PROBLEM DETAILS =
State how many lines in the listing below contain the word "AccountLeaf", and write nothing else.
[RECORDS TO USE — start]
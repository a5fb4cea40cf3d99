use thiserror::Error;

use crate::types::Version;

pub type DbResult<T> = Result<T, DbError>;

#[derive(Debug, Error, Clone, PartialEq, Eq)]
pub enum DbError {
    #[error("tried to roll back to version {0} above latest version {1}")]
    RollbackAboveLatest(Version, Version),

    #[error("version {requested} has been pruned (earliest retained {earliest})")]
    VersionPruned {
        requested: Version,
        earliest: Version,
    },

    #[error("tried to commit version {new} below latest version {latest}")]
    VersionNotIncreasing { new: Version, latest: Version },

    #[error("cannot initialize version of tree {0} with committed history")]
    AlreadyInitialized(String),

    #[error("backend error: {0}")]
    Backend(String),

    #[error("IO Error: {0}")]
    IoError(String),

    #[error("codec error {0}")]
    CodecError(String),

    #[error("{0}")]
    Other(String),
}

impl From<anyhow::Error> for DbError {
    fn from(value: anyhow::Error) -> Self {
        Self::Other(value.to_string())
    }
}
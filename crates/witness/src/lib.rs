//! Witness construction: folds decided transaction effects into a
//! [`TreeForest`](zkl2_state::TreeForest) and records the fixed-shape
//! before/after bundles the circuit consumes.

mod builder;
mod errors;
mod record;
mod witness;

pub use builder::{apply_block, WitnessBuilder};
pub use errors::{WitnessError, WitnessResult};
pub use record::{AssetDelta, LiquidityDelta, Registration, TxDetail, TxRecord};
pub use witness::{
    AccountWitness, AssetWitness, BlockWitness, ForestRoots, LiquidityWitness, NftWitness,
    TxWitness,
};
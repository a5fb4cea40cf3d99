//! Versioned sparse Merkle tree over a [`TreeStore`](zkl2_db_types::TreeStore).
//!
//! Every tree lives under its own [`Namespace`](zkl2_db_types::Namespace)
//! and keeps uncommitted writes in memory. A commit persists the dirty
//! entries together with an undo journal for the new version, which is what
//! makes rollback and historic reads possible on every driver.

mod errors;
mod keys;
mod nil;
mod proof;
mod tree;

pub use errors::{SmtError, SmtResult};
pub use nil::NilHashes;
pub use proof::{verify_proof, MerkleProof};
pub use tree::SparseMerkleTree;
[RECORDS TO USE — finish]
[RECORDS TO USE — start]
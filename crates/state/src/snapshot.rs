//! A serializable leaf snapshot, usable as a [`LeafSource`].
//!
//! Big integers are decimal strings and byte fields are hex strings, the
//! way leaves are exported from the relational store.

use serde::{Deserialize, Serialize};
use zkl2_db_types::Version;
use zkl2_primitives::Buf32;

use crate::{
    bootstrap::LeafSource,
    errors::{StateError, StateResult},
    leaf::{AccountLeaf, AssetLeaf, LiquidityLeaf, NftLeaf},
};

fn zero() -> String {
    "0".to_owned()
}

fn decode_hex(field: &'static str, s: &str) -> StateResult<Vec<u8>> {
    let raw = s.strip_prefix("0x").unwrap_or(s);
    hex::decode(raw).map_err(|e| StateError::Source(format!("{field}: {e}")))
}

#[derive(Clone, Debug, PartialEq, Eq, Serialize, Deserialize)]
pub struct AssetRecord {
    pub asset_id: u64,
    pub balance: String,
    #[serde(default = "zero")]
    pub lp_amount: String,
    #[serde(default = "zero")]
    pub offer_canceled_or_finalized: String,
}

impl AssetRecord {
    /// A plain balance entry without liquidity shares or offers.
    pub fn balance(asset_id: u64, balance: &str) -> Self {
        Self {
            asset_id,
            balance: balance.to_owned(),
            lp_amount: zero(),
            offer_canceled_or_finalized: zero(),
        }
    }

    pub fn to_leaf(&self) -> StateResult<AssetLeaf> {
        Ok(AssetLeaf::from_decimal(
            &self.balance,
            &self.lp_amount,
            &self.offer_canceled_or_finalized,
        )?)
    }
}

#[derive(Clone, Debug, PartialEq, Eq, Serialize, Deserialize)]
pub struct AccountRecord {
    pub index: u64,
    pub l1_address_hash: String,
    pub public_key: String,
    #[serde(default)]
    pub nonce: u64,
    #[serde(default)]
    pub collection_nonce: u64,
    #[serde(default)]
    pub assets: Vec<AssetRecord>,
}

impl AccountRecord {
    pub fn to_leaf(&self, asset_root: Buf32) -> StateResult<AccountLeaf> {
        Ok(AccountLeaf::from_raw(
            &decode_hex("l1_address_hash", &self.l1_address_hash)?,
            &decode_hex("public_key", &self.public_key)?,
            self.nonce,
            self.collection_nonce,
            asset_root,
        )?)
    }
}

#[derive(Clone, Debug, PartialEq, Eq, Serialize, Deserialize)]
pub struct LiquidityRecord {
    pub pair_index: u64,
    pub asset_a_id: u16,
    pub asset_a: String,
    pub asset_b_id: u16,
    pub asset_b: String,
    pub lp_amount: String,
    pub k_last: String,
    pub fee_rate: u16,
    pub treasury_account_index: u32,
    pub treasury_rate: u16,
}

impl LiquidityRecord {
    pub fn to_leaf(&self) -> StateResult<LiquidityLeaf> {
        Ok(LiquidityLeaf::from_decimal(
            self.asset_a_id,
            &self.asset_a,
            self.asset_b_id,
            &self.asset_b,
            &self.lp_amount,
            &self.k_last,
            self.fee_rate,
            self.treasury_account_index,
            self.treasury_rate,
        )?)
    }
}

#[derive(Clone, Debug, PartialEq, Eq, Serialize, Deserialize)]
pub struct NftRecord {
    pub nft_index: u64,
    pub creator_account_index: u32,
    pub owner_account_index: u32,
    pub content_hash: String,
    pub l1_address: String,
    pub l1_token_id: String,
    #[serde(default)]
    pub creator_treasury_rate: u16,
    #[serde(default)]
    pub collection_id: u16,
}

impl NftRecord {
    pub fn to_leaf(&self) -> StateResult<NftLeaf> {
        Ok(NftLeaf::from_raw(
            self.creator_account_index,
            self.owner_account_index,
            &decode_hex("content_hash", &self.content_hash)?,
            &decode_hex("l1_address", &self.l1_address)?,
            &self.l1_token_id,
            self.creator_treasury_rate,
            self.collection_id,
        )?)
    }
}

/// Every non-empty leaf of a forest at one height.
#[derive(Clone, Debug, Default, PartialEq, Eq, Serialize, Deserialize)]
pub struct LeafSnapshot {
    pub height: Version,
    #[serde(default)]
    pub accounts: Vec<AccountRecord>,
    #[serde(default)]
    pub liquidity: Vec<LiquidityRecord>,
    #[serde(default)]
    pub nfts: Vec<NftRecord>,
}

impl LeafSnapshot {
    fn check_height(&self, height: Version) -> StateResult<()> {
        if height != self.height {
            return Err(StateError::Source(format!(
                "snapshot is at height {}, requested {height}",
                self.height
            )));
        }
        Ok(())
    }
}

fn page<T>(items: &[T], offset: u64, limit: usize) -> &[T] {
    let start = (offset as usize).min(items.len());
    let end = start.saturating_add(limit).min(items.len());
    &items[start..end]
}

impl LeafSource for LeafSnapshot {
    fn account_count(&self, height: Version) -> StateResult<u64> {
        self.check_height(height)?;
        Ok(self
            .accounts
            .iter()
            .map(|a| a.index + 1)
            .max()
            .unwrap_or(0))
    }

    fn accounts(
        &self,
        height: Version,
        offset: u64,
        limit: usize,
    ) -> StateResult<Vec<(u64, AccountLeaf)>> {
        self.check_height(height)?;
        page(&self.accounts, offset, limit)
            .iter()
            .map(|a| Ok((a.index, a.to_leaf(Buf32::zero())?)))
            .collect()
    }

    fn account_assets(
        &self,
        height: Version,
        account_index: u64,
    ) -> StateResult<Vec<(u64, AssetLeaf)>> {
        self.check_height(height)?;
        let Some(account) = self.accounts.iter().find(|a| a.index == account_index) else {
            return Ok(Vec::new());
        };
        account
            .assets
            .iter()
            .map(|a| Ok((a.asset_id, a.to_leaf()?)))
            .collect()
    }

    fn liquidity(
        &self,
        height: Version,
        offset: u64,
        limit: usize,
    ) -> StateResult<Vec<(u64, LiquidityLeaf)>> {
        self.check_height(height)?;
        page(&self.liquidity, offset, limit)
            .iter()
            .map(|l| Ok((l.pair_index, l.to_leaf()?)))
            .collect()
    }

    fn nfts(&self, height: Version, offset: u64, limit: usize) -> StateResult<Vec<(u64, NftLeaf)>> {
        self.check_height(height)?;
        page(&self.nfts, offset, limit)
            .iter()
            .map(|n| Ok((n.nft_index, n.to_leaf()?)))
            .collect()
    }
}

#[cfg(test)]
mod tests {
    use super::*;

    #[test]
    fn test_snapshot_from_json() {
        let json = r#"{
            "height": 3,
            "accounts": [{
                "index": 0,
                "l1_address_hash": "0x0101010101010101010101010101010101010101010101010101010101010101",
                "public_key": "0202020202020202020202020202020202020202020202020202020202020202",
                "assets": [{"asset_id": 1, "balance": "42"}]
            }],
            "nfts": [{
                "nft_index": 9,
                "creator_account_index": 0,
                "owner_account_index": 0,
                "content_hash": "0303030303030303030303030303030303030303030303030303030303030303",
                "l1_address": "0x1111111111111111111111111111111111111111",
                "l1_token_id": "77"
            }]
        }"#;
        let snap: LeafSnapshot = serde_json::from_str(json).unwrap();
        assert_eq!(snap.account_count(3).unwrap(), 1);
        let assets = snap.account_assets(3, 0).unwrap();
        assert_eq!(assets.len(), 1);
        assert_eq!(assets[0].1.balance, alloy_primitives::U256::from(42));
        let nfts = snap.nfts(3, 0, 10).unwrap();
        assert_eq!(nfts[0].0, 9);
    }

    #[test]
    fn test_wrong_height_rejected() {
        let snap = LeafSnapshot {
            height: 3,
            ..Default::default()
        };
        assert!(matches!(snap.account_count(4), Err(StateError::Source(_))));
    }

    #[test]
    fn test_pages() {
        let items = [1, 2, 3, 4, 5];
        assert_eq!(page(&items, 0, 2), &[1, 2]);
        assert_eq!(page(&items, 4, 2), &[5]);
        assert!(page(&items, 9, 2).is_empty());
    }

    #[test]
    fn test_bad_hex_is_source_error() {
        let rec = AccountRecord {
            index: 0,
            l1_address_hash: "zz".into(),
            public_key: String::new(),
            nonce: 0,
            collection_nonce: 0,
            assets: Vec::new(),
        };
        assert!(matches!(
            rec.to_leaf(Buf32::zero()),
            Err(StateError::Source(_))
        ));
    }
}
[RECORDS TO USE — finish]
ANSWER TO THE EXERCISE =
4